Saved entries:
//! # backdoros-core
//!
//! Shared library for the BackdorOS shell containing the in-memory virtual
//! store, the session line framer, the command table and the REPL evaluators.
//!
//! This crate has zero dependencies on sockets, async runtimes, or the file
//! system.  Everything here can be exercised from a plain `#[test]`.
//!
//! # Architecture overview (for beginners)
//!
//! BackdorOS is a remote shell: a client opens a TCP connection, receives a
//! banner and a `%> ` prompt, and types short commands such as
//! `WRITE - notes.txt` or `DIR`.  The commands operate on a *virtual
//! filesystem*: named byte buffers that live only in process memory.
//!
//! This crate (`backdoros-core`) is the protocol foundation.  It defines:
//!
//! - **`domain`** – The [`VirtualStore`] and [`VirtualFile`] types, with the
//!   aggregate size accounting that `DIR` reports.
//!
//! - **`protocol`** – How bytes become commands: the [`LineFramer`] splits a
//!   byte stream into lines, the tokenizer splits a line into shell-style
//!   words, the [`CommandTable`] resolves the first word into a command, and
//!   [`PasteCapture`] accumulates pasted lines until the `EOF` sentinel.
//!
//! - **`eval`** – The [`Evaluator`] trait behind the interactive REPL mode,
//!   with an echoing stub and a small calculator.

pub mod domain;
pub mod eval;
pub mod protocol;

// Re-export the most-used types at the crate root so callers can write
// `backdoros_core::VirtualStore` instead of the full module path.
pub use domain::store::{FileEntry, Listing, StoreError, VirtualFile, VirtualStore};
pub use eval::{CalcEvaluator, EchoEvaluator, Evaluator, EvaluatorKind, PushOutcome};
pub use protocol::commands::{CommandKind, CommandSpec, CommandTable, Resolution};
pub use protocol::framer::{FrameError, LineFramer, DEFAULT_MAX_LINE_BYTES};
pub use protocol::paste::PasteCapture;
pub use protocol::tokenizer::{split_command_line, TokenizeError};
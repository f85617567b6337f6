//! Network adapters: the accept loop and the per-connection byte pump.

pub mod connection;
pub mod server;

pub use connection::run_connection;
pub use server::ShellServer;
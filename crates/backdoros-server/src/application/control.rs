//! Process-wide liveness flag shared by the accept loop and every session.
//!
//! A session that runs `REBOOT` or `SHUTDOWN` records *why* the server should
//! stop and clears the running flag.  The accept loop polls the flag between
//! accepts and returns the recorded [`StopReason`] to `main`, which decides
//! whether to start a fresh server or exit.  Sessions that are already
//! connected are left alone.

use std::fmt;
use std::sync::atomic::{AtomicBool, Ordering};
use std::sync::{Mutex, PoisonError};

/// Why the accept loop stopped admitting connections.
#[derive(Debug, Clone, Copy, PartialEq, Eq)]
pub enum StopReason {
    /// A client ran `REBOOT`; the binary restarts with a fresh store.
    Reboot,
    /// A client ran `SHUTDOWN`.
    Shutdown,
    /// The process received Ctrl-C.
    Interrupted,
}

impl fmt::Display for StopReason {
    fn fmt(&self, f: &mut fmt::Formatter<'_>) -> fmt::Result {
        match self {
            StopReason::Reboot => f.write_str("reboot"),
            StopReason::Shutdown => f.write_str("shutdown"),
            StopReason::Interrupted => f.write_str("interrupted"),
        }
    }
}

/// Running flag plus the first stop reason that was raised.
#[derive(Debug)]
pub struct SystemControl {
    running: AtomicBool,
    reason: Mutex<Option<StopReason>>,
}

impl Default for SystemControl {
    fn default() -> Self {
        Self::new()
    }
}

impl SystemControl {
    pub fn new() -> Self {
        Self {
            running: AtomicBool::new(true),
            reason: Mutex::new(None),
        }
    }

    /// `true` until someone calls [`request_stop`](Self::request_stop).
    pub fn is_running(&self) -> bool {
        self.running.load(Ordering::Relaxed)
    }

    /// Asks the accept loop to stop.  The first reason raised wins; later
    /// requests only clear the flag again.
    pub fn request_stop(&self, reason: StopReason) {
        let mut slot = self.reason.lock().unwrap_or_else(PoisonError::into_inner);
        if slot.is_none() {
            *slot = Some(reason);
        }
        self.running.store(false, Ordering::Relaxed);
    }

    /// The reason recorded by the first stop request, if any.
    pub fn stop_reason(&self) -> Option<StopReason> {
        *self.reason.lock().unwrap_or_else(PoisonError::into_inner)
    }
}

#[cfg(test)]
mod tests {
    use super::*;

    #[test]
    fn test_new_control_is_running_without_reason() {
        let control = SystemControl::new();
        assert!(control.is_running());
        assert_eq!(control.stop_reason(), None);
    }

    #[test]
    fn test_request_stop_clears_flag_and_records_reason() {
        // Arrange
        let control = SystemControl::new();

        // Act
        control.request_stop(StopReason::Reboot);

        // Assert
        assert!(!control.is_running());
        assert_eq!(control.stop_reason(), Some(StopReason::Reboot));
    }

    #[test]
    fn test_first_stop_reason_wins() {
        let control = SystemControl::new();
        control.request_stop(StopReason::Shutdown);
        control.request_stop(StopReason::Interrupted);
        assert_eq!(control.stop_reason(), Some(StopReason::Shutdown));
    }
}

Work required
Would you set down, word for word, the lines from the opening of the entries above through the line with "full module path.", both included, and no others?

Expected answer
//! # backdoros-core
//!
//! Shared library for the BackdorOS shell containing the in-memory virtual
//! store, the session line framer, the command table and the REPL evaluators.
//!
//! This crate has zero dependencies on sockets, async runtimes, or the file
//! system.  Everything here can be exercised from a plain `#[test]`.
//!
//! # Architecture overview (for beginners)
//!
//! BackdorOS is a remote shell: a client opens a TCP connection, receives a
//! banner and a `%> ` prompt, and types short commands such as
//! `WRITE - notes.txt` or `DIR`.  The commands operate on a *virtual
//! filesystem*: named byte buffers that live only in process memory.
//!
//! This crate (`backdoros-core`) is the protocol foundation.  It defines:
//!
//! - **`domain`** – The [`VirtualStore`] and [`VirtualFile`] types, with the
//!   aggregate size accounting that `DIR` reports.
//!
//! - **`protocol`** – How bytes become commands: the [`LineFramer`] splits a
//!   byte stream into lines, the tokenizer splits a line into shell-style
//!   words, the [`CommandTable`] resolves the first word into a command, and
//!   [`PasteCapture`] accumulates pasted lines until the `EOF` sentinel.
//!
//! - **`eval`** – The [`Evaluator`] trait behind the interactive REPL mode,
//!   with an echoing stub and a small calculator.

pub mod domain;
pub mod eval;
pub mod protocol;

// Re-export the most-used types at the crate root so callers can write
// `backdoros_core::VirtualStore` instead of the full module path.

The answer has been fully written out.